Block copolymers often form ordered phases that posses unique optical, rheological, and mechanical properties, making them attractive components in novel fibers, coatings, nanocomposites, and electronic materials. Consistent with the recent advances in synthetic techniques that produce novel mesogenic building blocks, our goal is to use molecular simulations to map out the still uncharted phase behavior of systems containing them. In this work, we use a coarse-grained description of the copolymer chains (i.e., dissipative particle dynamics fluid), together with continuum-space Monte Carlo and Molecular Dynamics methods, to study systems of diblock copolymers melts that have been ?filled? with selective additives (e.g., solvent particles, homopolymer, and nanoparticles). Approximate phase boundaries were found via free-energy calculations and great care was taken to enact the commensurability of system size with the unit-cell dimensions of distinct candidate phases. We focus on the stabilization of bi-continuous phases and the strikingly different phase behavior observed when the nature of the selective filler is changed.
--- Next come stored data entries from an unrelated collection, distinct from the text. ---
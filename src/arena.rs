//! The backing storage for a pool: one contiguous block, cut into equal
//! slots.
//!
//! A slot is either free, in which case its first machine word is a [`Link`]
//! to the next free slot, or in use, in which case every byte belongs to the
//! client. This module is the only place that turns slot indices into
//! addresses (and back), and the only place that reinterprets a slot's bytes
//! as a link.

use alloc::alloc::{alloc, dealloc};
#[cfg(feature = "guards")]
use alloc::boxed::Box;
use core::alloc::Layout;
use core::fmt;
use core::mem::{align_of, size_of};
use core::ptr::NonNull;
#[cfg(feature = "guards")]
use core::sync::atomic::AtomicBool;
use core::sync::atomic::{AtomicUsize, Ordering};

use log::debug;
use static_assertions::{assert_eq_size, const_assert_eq};

use crate::error::PoolError;

/// Size of the link stored at the start of every free slot.
pub(crate) const LINK_SIZE: usize = size_of::<usize>();

// Links are read and written through `AtomicUsize`, so the two must be
// interchangeable in memory.
assert_eq_size!(usize, AtomicUsize);
const_assert_eq!(align_of::<usize>(), align_of::<AtomicUsize>());

/// Written into the second word of a free slot when the `guards` feature is
/// on.
#[cfg(feature = "guards")]
const GUARD: usize = 0xF4EE_5107;

/// A free-list link: `0` ends the list, anything else is one past the index
/// of the next free slot.
#[derive(Clone, Copy, PartialEq, Eq, Debug)]
#[repr(transparent)]
pub(crate) struct Link(usize);

impl Link {
    pub(crate) const END: Link = Link(0);

    /// A link pointing at slot `index`.
    pub(crate) const fn to(index: usize) -> Link {
        Link(index + 1)
    }

    pub(crate) const fn from_raw(raw: usize) -> Link {
        Link(raw)
    }

    pub(crate) const fn raw(self) -> usize {
        self.0
    }

    /// The slot this link points at, or `None` at the end of the list.
    pub(crate) const fn index(self) -> Option<usize> {
        self.0.checked_sub(1)
    }
}

/// The size and alignment of one slot.
///
/// A slot must be able to hold either the client's object or a link, and
/// every slot in an array of them must be aligned for both.
#[derive(Clone, Copy, PartialEq, Eq, Debug)]
pub struct SlotLayout {
    size: usize,
    align: usize,
}

impl SlotLayout {
    /// Compute the slot layout for objects described by `object`.
    ///
    /// Returns `None` if rounding the size up to the alignment overflows.
    pub fn new(object: Layout) -> Option<SlotLayout> {
        let link = Layout::new::<usize>();
        let size = object.size().max(LINK_SIZE);
        let align = object.align().max(link.align());
        let padded = Layout::from_size_align(size, align).ok()?.pad_to_align();

        Some(SlotLayout {
            size: padded.size(),
            align: padded.align(),
        })
    }

    /// Bytes per slot. Always a non-zero multiple of [`align`](Self::align).
    pub fn size(&self) -> usize {
        self.size
    }

    /// Alignment of every slot, and of the arena as a whole.
    pub fn align(&self) -> usize {
        self.align
    }

    /// Layout of `count` back-to-back slots, or `None` on overflow.
    pub fn array(&self, count: usize) -> Option<Layout> {
        let bytes = self.size.checked_mul(count)?;
        Layout::from_size_align(bytes, self.align).ok()
    }
}

/// A block of `capacity` slots, allocated once and freed on drop.
pub(crate) struct Arena {
    base: NonNull<u8>,
    layout: Layout,
    slot: SlotLayout,
    capacity: usize,
    /// Which slots are free, kept apart from the slots so that nothing a
    /// client stores can make a live slot look free.
    #[cfg(feature = "guards")]
    free: Box<[AtomicBool]>,
}

// The arena is a plain block of bytes. Who may touch which slot is decided by
// the free-list protocol layered on top, not by the arena itself.
unsafe impl Send for Arena {}
unsafe impl Sync for Arena {}

impl Arena {
    /// Allocate room for `capacity` objects described by `object`.
    ///
    /// The slots are left unlinked; see [`thread`](Self::thread).
    pub(crate) fn new(object: Layout, capacity: usize) -> Result<Arena, PoolError> {
        if capacity == 0 {
            return Err(PoolError::ZeroCapacity);
        }

        let overflow = PoolError::LayoutOverflow {
            size: object.size(),
            align: object.align(),
            capacity,
        };
        let slot = SlotLayout::new(object).ok_or(overflow)?;
        let layout = slot.array(capacity).ok_or(overflow)?;

        // The layout is never zero-sized: capacity >= 1 and slot.size >= LINK_SIZE.
        let base = unsafe { alloc(layout) };
        let base = NonNull::new(base).ok_or(PoolError::OutOfMemory {
            bytes: layout.size(),
        })?;

        debug!(
            "Allocated arena at {:?}: {} slots of {} bytes",
            base, capacity, slot.size
        );

        Ok(Arena {
            base,
            layout,
            slot,
            capacity,
            #[cfg(feature = "guards")]
            free: (0..capacity).map(|_| AtomicBool::new(false)).collect(),
        })
    }

    pub(crate) fn capacity(&self) -> usize {
        self.capacity
    }

    pub(crate) fn slot_layout(&self) -> SlotLayout {
        self.slot
    }

    /// Link every slot to the one after it, ending the chain at the last slot,
    /// and return a link to the first slot.
    ///
    /// Taking `&mut self` guarantees no free list is using the arena yet.
    pub(crate) fn thread(&mut self) -> Link {
        for index in 0..self.capacity {
            let next = if index + 1 < self.capacity {
                Link::to(index + 1)
            } else {
                Link::END
            };
            unsafe {
                self.write_link(index, next);
                self.init_guard(index);
            }
        }

        Link::to(0)
    }

    /// Address of slot `index`.
    ///
    /// Indices come from links, which only ever point inside the arena.
    #[inline]
    pub(crate) fn slot(&self, index: usize) -> NonNull<u8> {
        debug_assert!(
            index < self.capacity,
            "slot {} out of range ({} slots)",
            index,
            self.capacity
        );
        unsafe { NonNull::new_unchecked(self.base.as_ptr().add(index * self.slot.size)) }
    }

    /// Index of the slot starting at `ptr`, if `ptr` is the start of one of
    /// this arena's slots.
    #[inline]
    pub(crate) fn index_of(&self, ptr: NonNull<u8>) -> Option<usize> {
        let offset = (ptr.as_ptr() as usize).checked_sub(self.base.as_ptr() as usize)?;
        let index = offset / self.slot.size;
        (offset % self.slot.size == 0 && index < self.capacity).then_some(index)
    }

    fn link_cell(&self, index: usize) -> &AtomicUsize {
        // Every slot is aligned for, and at least as large as, a usize.
        unsafe { self.slot(index).cast::<AtomicUsize>().as_ref() }
    }

    /// Read the link stored in slot `index`.
    ///
    /// # Safety
    ///
    /// `index < capacity`. The value is only meaningful while the slot is
    /// free; the lock-free list may read a slot that has just been handed out
    /// and must then discard what it read.
    #[inline]
    pub(crate) unsafe fn read_link(&self, index: usize) -> Link {
        Link(self.link_cell(index).load(Ordering::Relaxed))
    }

    /// Store `next` as the link of slot `index`.
    ///
    /// # Safety
    ///
    /// The caller must own slot `index`: it is neither in use by a client
    /// nor reachable from the free list.
    #[inline]
    pub(crate) unsafe fn write_link(&self, index: usize, next: Link) {
        self.link_cell(index).store(next.0, Ordering::Relaxed);
    }

    /// Pointer to the guard word of slot `index`, when a slot has room for
    /// one after its link.
    #[cfg(feature = "guards")]
    fn guard_word(&self, index: usize) -> Option<*mut usize> {
        if self.slot.size < 2 * LINK_SIZE {
            return None;
        }
        Some(unsafe { self.slot(index).cast::<usize>().as_ptr().add(1) })
    }

    /// Mark a slot that has never been handed out as free.
    #[cfg(feature = "guards")]
    unsafe fn init_guard(&self, index: usize) {
        self.free[index].store(true, Ordering::Relaxed);
        if let Some(word) = self.guard_word(index) {
            word.write(GUARD);
        }
    }

    #[cfg(not(feature = "guards"))]
    #[inline(always)]
    unsafe fn init_guard(&self, _index: usize) {}

    /// Record that slot `index` is about to become free.
    ///
    /// # Panics
    ///
    /// With the `guards` feature, panics if the slot is already free, which
    /// means it is being deallocated twice.
    ///
    /// # Safety
    ///
    /// The caller must own slot `index`.
    #[cfg(feature = "guards")]
    pub(crate) unsafe fn mark_free(&self, index: usize) {
        if self.free[index].swap(true, Ordering::AcqRel) {
            panic!("double free of slot {} at {:?}", index, self.slot(index));
        }
        if let Some(word) = self.guard_word(index) {
            word.write(GUARD);
        }
    }

    #[cfg(not(feature = "guards"))]
    #[inline(always)]
    pub(crate) unsafe fn mark_free(&self, _index: usize) {}

    /// Record that slot `index` has just left the free list.
    ///
    /// # Panics
    ///
    /// With the `guards` feature, panics if the guard word written when the
    /// slot was freed has been overwritten.
    ///
    /// # Safety
    ///
    /// The caller must own slot `index`.
    #[cfg(feature = "guards")]
    pub(crate) unsafe fn mark_in_use(&self, index: usize) {
        if !self.guard_intact(index) {
            panic!(
                "slot {} at {:?} modified while free",
                index,
                self.slot(index)
            );
        }
        self.free[index].store(false, Ordering::Release);
    }

    #[cfg(not(feature = "guards"))]
    #[inline(always)]
    pub(crate) unsafe fn mark_in_use(&self, _index: usize) {}

    /// Whether a free slot still carries its guard word. Always true when
    /// guards are disabled or do not fit.
    ///
    /// # Safety
    ///
    /// Slot `index` must be free and the free list quiescent.
    #[cfg(feature = "guards")]
    pub(crate) unsafe fn guard_intact(&self, index: usize) -> bool {
        self.guard_word(index).map_or(true, |word| word.read() == GUARD)
    }

    #[cfg(not(feature = "guards"))]
    pub(crate) unsafe fn guard_intact(&self, _index: usize) -> bool {
        true
    }
}

impl Drop for Arena {
    fn drop(&mut self) {
        debug!("Releasing arena at {:?} ({} bytes)", self.base, self.layout.size());
        unsafe { dealloc(self.base.as_ptr(), self.layout) };
    }
}

impl fmt::Debug for Arena {
    fn fmt(&self, f: &mut fmt::Formatter<'_>) -> fmt::Result {
        f.debug_struct("Arena")
            .field("base", &self.base)
            .field("slot", &self.slot)
            .field("capacity", &self.capacity)
            .finish()
    }
}

#[cfg(test)]
mod tests {
    use super::*;

    use test_log::test;

    #[test]
    fn test_slot_layout() {
        // Tiny objects still get room for a link.
        let tiny = SlotLayout::new(Layout::new::<u8>()).unwrap();
        assert_eq!(tiny.size(), LINK_SIZE);
        assert_eq!(tiny.align(), align_of::<usize>());

        // Odd sizes are padded to the alignment.
        let odd = SlotLayout::new(Layout::from_size_align(LINK_SIZE + 4, 4).unwrap()).unwrap();
        assert_eq!(odd.size(), 2 * LINK_SIZE);
        assert_eq!(odd.size() % odd.align(), 0);

        // Large alignments win over the link's.
        let wide = SlotLayout::new(Layout::from_size_align(8, 64).unwrap()).unwrap();
        assert_eq!(wide.size(), 64);
        assert_eq!(wide.align(), 64);

        let array = odd.array(10).unwrap();
        assert_eq!(array.size(), 20 * LINK_SIZE);
        assert!(odd.array(usize::MAX).is_none());
    }

    #[test]
    fn test_construction_errors() {
        let layout = Layout::new::<u64>();
        assert_eq!(
            Arena::new(layout, 0).unwrap_err(),
            PoolError::ZeroCapacity
        );

        let huge = Layout::from_size_align(usize::MAX / 4, 8).unwrap();
        assert_eq!(
            Arena::new(huge, 8).unwrap_err(),
            PoolError::LayoutOverflow {
                size: usize::MAX / 4,
                align: 8,
                capacity: 8,
            }
        );
    }

    #[test]
    fn test_thread_links_every_slot() {
        let mut arena = Arena::new(Layout::new::<[u64; 3]>(), 5).unwrap();
        let mut link = arena.thread();
        let mut order = std::vec::Vec::new();
        while let Some(index) = link.index() {
            order.push(index);
            link = unsafe { arena.read_link(index) };
        }
        assert_eq!(order, [0, 1, 2, 3, 4]);
    }

    #[test]
    fn test_index_of() {
        let arena = Arena::new(Layout::new::<[u8; 24]>(), 4).unwrap();
        let size = arena.slot_layout().size();

        for index in 0..4 {
            let slot = arena.slot(index);
            assert_eq!(arena.index_of(slot), Some(index));
            assert_eq!(slot.as_ptr() as usize % arena.slot_layout().align(), 0);
        }

        // Inside a slot, past the end, and before the start.
        let inside = NonNull::new(arena.slot(1).as_ptr().wrapping_add(1)).unwrap();
        assert_eq!(arena.index_of(inside), None);
        let past = NonNull::new(arena.slot(3).as_ptr().wrapping_add(size)).unwrap();
        assert_eq!(arena.index_of(past), None);
        let before = NonNull::new(arena.slot(0).as_ptr().wrapping_sub(size)).unwrap();
        assert_eq!(arena.index_of(before), None);
    }

    #[test]
    fn test_link_encoding() {
        assert_eq!(Link::END.index(), None);
        assert_eq!(Link::to(0).index(), Some(0));
        assert_eq!(Link::to(41).raw(), 42);
        assert_eq!(Link::from_raw(42), Link::to(41));
    }
}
Our results elucidate the origins of the packing frustration that limits the viability of the gyroid, double-diamond, and plumber's nightmare phases and provide insights for overcoming it. In addition, a novel phase is observed wherein the minority component forms cylinders of two different diameters that alternate in a square lattice. Attention is also focused on directly determining the areas of phase diagram where macro-phase separation occurs. Moreover, we compare the particle-based simulation results with a implementation of self-consistent field theory that allowed us to map out the phase diagram over wider ranges of parameter space. Finally, combination of theory and simulation were found to be synergistic given that the former allows for fast exploration of parameter space together with direct determination of free energy values, while the latter incorporates fluctuation effects and requires no initial guesses for the phases to form.